The correct answer is: A. we can still classify the data correctly for given setting of hyper parameter c.

The slack variable $C$ is a hyperparameter in support vector machines (SVMs) that controls the trade-off between maximizing the margin and minimizing the number of misclassifications. A larger value of $C$ will result in a smaller number of misclassifications, but at the cost of a smaller margin.

If we use a very large value for $C$, then we will minimize the number of misclassifications at all costs. This means that we will allow some of the data points to be misclassified, but we will ensure that the margin is as large as possible.

In practice, it is often not necessary to use a very large value for $C$. A value of $C$ that is too large can result in overfitting, which can lead to poor generalization performance.

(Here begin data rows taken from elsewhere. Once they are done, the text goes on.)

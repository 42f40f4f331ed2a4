//! The formula dependency graph and its single-pass evaluation.
//!
//! Building a [`FormulaGraph`] compiles every formula body and statically
//! checks the evaluation order, so a configuration with a forward
//! reference or a cycle is rejected before any calculation runs. Running
//! the graph walks the order once: each formula sees only previously
//! computed `result.*` names, failures degrade the one field to zero, and
//! the run always completes.

use std::collections::{BTreeMap, HashSet};

use rust_decimal::{Decimal, RoundingStrategy};
use tracing::warn;

use crate::config::PayrollConfig;
use crate::error::{EngineError, EngineResult};
use crate::formula::{EvalError, Namespace, Program, evaluate};
use crate::models::{EmployeeInput, EvaluationIssue, IssueSeverity, ResultSet};

/// A formula body after compilation.
///
/// A body that fails to parse stays in the graph as a broken entry: by
/// contract a single bad formula degrades its own field at run time
/// instead of failing the whole configuration.
#[derive(Debug, Clone)]
enum CompiledFormula {
    Ready(Program),
    Broken(EvalError),
}

/// The named formulas plus the fixed order they are evaluated in.
#[derive(Debug, Clone)]
pub struct FormulaGraph {
    order: Vec<String>,
    formulas: BTreeMap<String, CompiledFormula>,
}

impl FormulaGraph {
    /// Compiles the configuration's formulas and checks the evaluation
    /// order.
    ///
    /// # Errors
    ///
    /// - [`EngineError::MissingSection`] if the formula map or the
    ///   evaluation order is empty;
    /// - [`EngineError::UnknownFormula`] if the order names a formula
    ///   with no body;
    /// - [`EngineError::ForwardReference`] if a formula reads a
    ///   `result.*` name that is not computed strictly earlier in the
    ///   order (this also rejects every dependency cycle).
    pub fn build(config: &PayrollConfig) -> EngineResult<Self> {
        if config.formulas.is_empty() {
            return Err(EngineError::MissingSection {
                section: "formulas".to_string(),
            });
        }
        if config.evaluation_order.is_empty() {
            return Err(EngineError::MissingSection {
                section: "evaluation_order".to_string(),
            });
        }

        let mut formulas = BTreeMap::new();
        for (name, body) in &config.formulas {
            let compiled = match Program::parse(body) {
                Ok(program) => CompiledFormula::Ready(program),
                Err(error) => CompiledFormula::Broken(error),
            };
            formulas.insert(name.clone(), compiled);
        }

        let mut computed: HashSet<&str> = HashSet::new();
        for name in &config.evaluation_order {
            let formula = formulas
                .get(name)
                .ok_or_else(|| EngineError::UnknownFormula { name: name.clone() })?;

            if let CompiledFormula::Ready(program) = formula {
                for dependency in program.result_references() {
                    if !computed.contains(dependency.as_str()) {
                        return Err(EngineError::ForwardReference {
                            formula: name.clone(),
                            dependency,
                        });
                    }
                }
            }
            computed.insert(name);
        }

        Ok(Self {
            order: config.evaluation_order.clone(),
            formulas,
        })
    }

    /// The evaluation order the graph was built with.
    pub fn order(&self) -> &[String] {
        &self.order
    }

    /// Evaluates every formula once, in order, and rounds the results.
    ///
    /// The namespace's `result` view grows as the walk proceeds, so later
    /// names are invisible to earlier formulas. A failing formula records
    /// an [`IssueSeverity::Error`] issue and degrades to `0`; missing
    /// namespace paths record [`IssueSeverity::Warning`] issues. After
    /// the full pass every value is rounded to 2 decimal places, half
    /// away from zero.
    pub fn run_all(&self, input: &EmployeeInput, config: &PayrollConfig) -> ResultSet {
        let mut namespace = Namespace::new(input, config);
        let mut values = BTreeMap::new();
        let mut issues = Vec::new();

        for name in &self.order {
            let value = match self.formulas.get(name) {
                Some(CompiledFormula::Ready(program)) => match evaluate(program, &namespace) {
                    Ok(outcome) => {
                        for warning in outcome.warnings {
                            issues.push(EvaluationIssue {
                                formula: name.clone(),
                                severity: IssueSeverity::Warning,
                                message: warning,
                            });
                        }
                        outcome.value
                    }
                    Err(error) => {
                        warn!(formula = %name, error = %error, "formula failed; field degraded to 0");
                        issues.push(EvaluationIssue {
                            formula: name.clone(),
                            severity: IssueSeverity::Error,
                            message: error.to_string(),
                        });
                        Decimal::ZERO
                    }
                },
                Some(CompiledFormula::Broken(error)) => {
                    warn!(formula = %name, error = %error, "formula body does not parse; field degraded to 0");
                    issues.push(EvaluationIssue {
                        formula: name.clone(),
                        severity: IssueSeverity::Error,
                        message: error.to_string(),
                    });
                    Decimal::ZERO
                }
                // Unreachable after build(), kept total for safety.
                None => Decimal::ZERO,
            };

            namespace.record_result(name, value);
            values.insert(name.clone(), value);
        }

        for value in values.values_mut() {
            *value = value.round_dp_with_strategy(2, RoundingStrategy::MidpointAwayFromZero);
        }

        ResultSet { values, issues }
    }
}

Here is a brief explanation of each option:

  • Option A: We can still classify the data correctly for given setting of hyper parameter c. This is the correct answer, as explained above.
  • Option B: We can not classify the data correctly for given setting of hyper parameter c. This is not correct, as we can still classify the data correctly even if we use a very large value for $C$.
  • Option C: We can not classify the data at all. This is not correct, as we can always classify the data correctly if we use a large enough value for $C$.
  • Option D: Data can be classified correctly without any impact of c. This is not correct, as the value of $C$ does have an impact on the classification performance of SVMs.